Friday, October 10, 2008

Know Your Betters

When making sense of a 21st century American political options, Arguing the World provides ample ah ha moments. Watching this documentary (SWPL #57) is like discovering who one's grandparents are. In short, there are the two Irvings - the Socialist Irving Howe (no religion, thank you) who founded Dissent in 1953, and the neo-conservative Irving Kristol (religion has a role to play) who founded The Public Interest in 1965. The film's other two figures, the formidable Daniel Bell and amiable Nathan Glazer, fall somewhere in between the two Irvings.

The training of all four of the "New York Intellectuals" was astonishingly rigorous. If, in the 1930s intellectual streetfight forums connected with the City College of New York, one delivered a public oration on a given position for less than two hours, one was considered less than serious. Some speakers - advocating Trotskyism or Marxism - could go on for five or six. Coming of age in this environment made Marxists of all four of these figures, but then the 20th century played its course. History proved, claimed Kristol, that there was an organic connection between Leninism and Stalinism. The only one who held to his radical dreams was Irving Howe. But the fact remains that whatever their position, contesting in such a context resulted in four seriously sharp minds.

Then came the Boomers. As different as Howe and Kristol are, they both perceived a distinct lack of rigor in the "New Left," who seemed interested in mere dissent. For young sixties radicals, even Irving Howe was suspect. He was old. The documentary interviews the now aging leaders of the student movement, leaving the unmistakable impression of inferior minds, inferior for not having submitted to one's elders, whether radical or neo-con.

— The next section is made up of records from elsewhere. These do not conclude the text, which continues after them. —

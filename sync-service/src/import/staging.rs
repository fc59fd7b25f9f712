//! Writes uploaded CSV rows into the holding area with minimal validation.

use crate::import::csv_fields::{normalize_header, CsvSourceType, RowView};
use crate::models::{ImportRun, NewStagingRow, StagedChunk};
use crate::services::metrics::record_import_rows;
use crate::services::store::Store;
use csv::{ReaderBuilder, Trim};
use service_core::error::AppError;
use std::collections::BTreeMap;
use std::sync::Arc;
use tracing::{info, instrument, warn};
use uuid::Uuid;

/// What one staged chunk did.
#[derive(Debug, Clone)]
pub struct StageReport {
    pub import_id: Uuid,
    /// Rows in this chunk, malformed ones included.
    pub total_data_rows: u64,
    pub staged: u64,
    /// Malformed rows plus rows without email or phone.
    pub skipped: u64,
    /// Rows lost to failed insert batches.
    pub errors: u64,
    pub batches: u64,
    pub final_chunk: bool,
    pub import: ImportRun,
}

pub struct StageRequest<'a> {
    pub csv_text: &'a str,
    pub source_type: CsvSourceType,
    pub filename: &'a str,
    pub import_id: Option<Uuid>,
    pub final_chunk: bool,
}

struct ParsedChunk {
    rows: Vec<NewStagingRow>,
    data_rows: u64,
    skipped: u64,
}

pub struct StagingWriter {
    store: Arc<dyn Store>,
    batch_size: usize,
}

impl StagingWriter {
    pub fn new(store: Arc<dyn Store>, batch_size: usize) -> Self {
        Self {
            store,
            batch_size: batch_size.max(1),
        }
    }

    /// Stage one chunk of a file, creating the import on the first chunk.
    #[instrument(skip(self, request), fields(import_id = ?request.import_id, final_chunk = request.final_chunk))]
    pub async fn stage(&self, request: StageRequest<'_>) -> Result<StageReport, AppError> {
        let mut parsed = parse_rows(request.csv_text);

        let import_id = match request.import_id {
            Some(id) => id,
            None => {
                self.store
                    .create_import(request.filename, request.source_type.as_str())
                    .await?
                    .id
            }
        };

        let before = match self
            .store
            .reserve_rows(import_id, parsed.data_rows as i64)
            .await?
        {
            Some(before) => before,
            None => return Err(self.not_accepting(import_id).await),
        };
        for row in &mut parsed.rows {
            row.row_number += before;
        }

        let mut staged = 0_u64;
        let mut errors = 0_u64;
        let mut batches = 0_u64;
        for batch in parsed.rows.chunks(self.batch_size) {
            batches += 1;
            match self
                .store
                .insert_staging_rows(import_id, request.source_type.as_str(), batch)
                .await
            {
                Ok(written) => staged += written,
                Err(e) => {
                    errors += batch.len() as u64;
                    warn!(
                        import_id = %import_id,
                        batch = batches,
                        rows = batch.len(),
                        error = %e,
                        "Staging batch failed"
                    );
                }
            }
        }

        let chunk = StagedChunk {
            data_rows: parsed.data_rows as i64,
            staged: staged as i64,
            parse_skipped: parsed.skipped as i64,
            errors: errors as i64,
        };
        let import = self
            .store
            .record_staged_chunk(import_id, &chunk, request.final_chunk)
            .await?
            .ok_or_else(|| AppError::NotFound(anyhow::anyhow!("import {} not found", import_id)))?;

        record_import_rows("staging", "staged", staged);
        record_import_rows("staging", "skipped", parsed.skipped);
        record_import_rows("staging", "error", errors);

        info!(
            import_id = %import_id,
            staged = staged,
            skipped = parsed.skipped,
            errors = errors,
            batches = batches,
            "CSV chunk staged"
        );

        Ok(StageReport {
            import_id,
            total_data_rows: parsed.data_rows,
            staged,
            skipped: parsed.skipped,
            errors,
            batches,
            final_chunk: request.final_chunk,
            import,
        })
    }

    async fn not_accepting(&self, import_id: Uuid) -> AppError {
        match self.store.get_import(import_id).await {
            Ok(Some(run)) => AppError::Conflict(anyhow::anyhow!(
                "import {} is {} and no longer accepts rows",
                import_id,
                run.status.as_str()
            )),
            Ok(None) => AppError::NotFound(anyhow::anyhow!("import {} not found", import_id)),
            Err(e) => e,
        }
    }
}

/// Parse CSV text into staging rows numbered from 1 within the chunk.
fn parse_rows(csv_text: &str) -> ParsedChunk {
    let mut reader = ReaderBuilder::new()
        .flexible(false)
        .trim(Trim::All)
        .from_reader(csv_text.as_bytes());

    let headers: Vec<String> = match reader.headers() {
        Ok(headers) => headers.iter().map(normalize_header).collect(),
        Err(e) => {
            warn!(error = %e, "Unreadable CSV header");
            return ParsedChunk {
                rows: Vec::new(),
                data_rows: 0,
                skipped: 0,
            };
        }
    };

    let mut rows = Vec::new();
    let mut data_rows = 0_u64;
    let mut skipped = 0_u64;

    for record in reader.records() {
        data_rows += 1;
        let record = match record {
            Ok(record) => record,
            Err(e) => {
                skipped += 1;
                warn!(row = data_rows, error = %e, "Skipping malformed CSV row");
                continue;
            }
        };

        let raw_data: BTreeMap<String, String> = headers
            .iter()
            .zip(record.iter())
            .filter(|(header, _)| !header.is_empty())
            .map(|(header, value)| (header.clone(), value.to_string()))
            .collect();

        let identity = RowView::new(&raw_data).identity();
        if identity.is_empty() {
            skipped += 1;
            continue;
        }

        rows.push(NewStagingRow {
            row_number: data_rows as i64,
            email: identity.email,
            phone: identity.phone,
            full_name: identity.full_name,
            raw_data,
        });
    }

    ParsedChunk {
        rows,
        data_rows,
        skipped,
    }
}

Irving Kristol, in Memoirs of a Trotskyist, explains:
The radicalism of the 1930s was decidedly an adult movement, in which young people were permitted to participate. We young Trotskyists were as numerous as the adult party, but we unquestioningly accepted the authority of the latter. In contrast, the radicalism of the 1960s was a generational movement, bereft of adult models and adult guidance.
The theological parallels to this intellectual generation gap are unsettling. In his autobiography A Broad Place (ht: RJN), German theologian Jürgen Moltmann describes a 1971 conference including key figures such as Wolfhart Pannenberg, Johann Metz, John Cobb, Schubert Ogden, and Joseph Sittler.
The discussions were hard but heartfelt, for our common concern was the one common truth. The conference was one of the last of its kind, before postmodern arbitrariness set in, and everyone was content with his own truth.
Keep in mind, that is not the complaint of a fighting fundy, but of a ranking liberal German theologian. Perhaps this is why contemporary theological ruminations of the "post-Evangelical" sort feel so - to use a fittingly unsophisticated adjective - lame. Like the "New Left," the dimness has much to do with not having learned the tradition, a tradition that many (though certainly not all) of our elders dismissed.

The tradition, however, is still there, and discovering it can be uncanny. Perhaps you will share with me the odd sensation that a careful, one-and-a-half minute reading of Summa Question 12, Article 1 solves most theological problems that best-selling books today are spinning their wheels about.

And where they don't spin, they get reinvented.